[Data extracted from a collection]

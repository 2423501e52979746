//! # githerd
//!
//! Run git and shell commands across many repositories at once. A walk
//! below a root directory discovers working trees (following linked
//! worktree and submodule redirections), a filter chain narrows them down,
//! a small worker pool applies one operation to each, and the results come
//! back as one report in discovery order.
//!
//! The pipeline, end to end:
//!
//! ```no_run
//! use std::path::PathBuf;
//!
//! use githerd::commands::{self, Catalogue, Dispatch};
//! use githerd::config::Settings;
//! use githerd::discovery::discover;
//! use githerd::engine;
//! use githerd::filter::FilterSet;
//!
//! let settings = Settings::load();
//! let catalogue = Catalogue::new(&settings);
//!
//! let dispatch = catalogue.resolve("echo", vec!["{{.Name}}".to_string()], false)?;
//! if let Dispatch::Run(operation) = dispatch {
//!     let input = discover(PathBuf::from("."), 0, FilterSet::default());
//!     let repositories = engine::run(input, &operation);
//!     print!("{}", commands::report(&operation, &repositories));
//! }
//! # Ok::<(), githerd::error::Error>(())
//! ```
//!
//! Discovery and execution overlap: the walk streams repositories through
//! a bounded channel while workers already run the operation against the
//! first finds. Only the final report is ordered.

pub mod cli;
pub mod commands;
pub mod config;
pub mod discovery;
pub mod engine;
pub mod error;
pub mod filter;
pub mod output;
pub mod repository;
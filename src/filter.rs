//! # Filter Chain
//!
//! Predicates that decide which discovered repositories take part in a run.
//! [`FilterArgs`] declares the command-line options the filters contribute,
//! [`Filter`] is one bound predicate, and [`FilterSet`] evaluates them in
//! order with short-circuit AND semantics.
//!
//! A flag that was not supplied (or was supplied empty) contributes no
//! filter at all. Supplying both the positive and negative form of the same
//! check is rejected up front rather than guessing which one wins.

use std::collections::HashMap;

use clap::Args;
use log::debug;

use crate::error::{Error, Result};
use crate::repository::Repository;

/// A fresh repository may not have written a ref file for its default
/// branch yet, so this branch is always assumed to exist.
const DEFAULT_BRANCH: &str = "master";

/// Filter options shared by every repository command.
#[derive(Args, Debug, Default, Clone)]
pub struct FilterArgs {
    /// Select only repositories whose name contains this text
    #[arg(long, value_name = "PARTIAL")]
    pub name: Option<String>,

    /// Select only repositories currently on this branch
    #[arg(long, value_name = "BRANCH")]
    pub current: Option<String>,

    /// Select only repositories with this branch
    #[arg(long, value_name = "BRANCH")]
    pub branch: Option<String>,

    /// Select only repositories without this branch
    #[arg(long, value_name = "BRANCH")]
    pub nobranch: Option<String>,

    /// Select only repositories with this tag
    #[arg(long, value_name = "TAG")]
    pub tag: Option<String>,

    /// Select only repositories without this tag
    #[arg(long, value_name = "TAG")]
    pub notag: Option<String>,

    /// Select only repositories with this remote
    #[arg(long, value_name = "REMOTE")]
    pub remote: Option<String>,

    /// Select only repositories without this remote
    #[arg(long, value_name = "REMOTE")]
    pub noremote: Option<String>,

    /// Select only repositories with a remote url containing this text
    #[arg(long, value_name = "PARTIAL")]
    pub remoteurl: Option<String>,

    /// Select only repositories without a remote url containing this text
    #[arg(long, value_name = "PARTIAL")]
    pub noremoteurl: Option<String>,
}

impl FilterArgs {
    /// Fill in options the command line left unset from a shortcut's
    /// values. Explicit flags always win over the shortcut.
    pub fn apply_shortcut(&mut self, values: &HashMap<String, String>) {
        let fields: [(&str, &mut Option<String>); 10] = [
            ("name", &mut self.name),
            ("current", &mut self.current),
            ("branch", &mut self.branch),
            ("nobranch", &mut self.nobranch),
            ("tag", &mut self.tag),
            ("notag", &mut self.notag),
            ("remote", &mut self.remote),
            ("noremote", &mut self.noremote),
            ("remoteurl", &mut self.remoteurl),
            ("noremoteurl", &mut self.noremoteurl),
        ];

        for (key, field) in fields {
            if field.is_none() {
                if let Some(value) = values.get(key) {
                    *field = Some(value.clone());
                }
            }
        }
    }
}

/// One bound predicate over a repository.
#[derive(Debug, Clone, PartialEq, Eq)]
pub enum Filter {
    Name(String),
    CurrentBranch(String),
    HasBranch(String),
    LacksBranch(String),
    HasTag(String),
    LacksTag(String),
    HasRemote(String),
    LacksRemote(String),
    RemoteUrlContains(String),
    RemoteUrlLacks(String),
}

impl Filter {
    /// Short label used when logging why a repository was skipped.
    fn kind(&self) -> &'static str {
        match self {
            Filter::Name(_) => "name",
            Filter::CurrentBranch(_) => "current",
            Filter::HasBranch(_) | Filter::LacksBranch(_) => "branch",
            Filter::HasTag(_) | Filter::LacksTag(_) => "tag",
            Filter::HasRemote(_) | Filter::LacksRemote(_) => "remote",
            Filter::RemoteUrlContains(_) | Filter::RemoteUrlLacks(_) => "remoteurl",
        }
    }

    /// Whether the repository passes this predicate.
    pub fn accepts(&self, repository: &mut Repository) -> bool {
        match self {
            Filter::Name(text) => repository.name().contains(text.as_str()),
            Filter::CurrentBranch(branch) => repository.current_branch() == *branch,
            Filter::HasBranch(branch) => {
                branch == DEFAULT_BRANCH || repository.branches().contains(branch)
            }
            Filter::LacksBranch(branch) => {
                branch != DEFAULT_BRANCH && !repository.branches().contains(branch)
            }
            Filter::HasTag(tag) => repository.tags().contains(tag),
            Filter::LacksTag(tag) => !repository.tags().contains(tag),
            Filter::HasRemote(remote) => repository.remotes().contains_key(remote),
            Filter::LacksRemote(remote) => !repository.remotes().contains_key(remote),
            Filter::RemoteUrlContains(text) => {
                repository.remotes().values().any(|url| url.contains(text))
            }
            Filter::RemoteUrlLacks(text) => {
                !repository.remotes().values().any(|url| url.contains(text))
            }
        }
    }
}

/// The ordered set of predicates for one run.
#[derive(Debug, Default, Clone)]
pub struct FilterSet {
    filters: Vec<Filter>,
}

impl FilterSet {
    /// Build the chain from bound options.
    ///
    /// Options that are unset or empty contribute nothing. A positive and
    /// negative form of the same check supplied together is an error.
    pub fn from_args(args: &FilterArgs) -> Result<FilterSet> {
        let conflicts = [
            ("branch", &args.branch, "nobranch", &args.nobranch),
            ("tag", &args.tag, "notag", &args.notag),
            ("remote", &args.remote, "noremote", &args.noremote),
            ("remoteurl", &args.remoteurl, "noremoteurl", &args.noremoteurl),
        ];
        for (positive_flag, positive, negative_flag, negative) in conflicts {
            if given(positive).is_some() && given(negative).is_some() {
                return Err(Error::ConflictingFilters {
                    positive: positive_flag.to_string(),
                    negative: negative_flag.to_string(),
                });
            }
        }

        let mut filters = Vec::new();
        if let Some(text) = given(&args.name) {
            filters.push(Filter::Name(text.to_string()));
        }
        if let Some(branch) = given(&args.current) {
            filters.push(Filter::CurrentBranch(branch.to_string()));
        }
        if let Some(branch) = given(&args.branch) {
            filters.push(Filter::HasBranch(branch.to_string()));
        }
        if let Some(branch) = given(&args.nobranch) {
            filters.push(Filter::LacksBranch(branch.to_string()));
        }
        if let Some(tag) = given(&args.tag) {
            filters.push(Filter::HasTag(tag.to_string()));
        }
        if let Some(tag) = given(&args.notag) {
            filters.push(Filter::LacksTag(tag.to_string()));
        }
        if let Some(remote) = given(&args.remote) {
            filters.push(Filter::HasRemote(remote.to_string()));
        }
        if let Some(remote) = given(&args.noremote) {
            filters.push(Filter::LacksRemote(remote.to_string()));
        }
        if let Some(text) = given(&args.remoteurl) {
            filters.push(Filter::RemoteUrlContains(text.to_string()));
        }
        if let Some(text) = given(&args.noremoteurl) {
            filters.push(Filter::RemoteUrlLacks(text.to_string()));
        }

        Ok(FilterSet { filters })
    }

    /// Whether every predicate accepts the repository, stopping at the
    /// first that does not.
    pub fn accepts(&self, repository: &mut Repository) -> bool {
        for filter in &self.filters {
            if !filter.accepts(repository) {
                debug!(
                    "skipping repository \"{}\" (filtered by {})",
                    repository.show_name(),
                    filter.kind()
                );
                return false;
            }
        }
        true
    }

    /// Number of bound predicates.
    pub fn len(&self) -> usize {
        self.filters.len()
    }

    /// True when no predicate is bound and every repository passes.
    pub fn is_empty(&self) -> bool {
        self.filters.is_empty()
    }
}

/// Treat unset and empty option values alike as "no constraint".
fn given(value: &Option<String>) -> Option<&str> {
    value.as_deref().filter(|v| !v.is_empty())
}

> [Activity]:
Copy each line containing the word "RemoteUrlLacks" from the data.

> [Result]:
    RemoteUrlLacks(String),
            Filter::RemoteUrlContains(_) | Filter::RemoteUrlLacks(_) => "remoteurl",
            Filter::RemoteUrlLacks(text) => {
            filters.push(Filter::RemoteUrlLacks(text.to_string()));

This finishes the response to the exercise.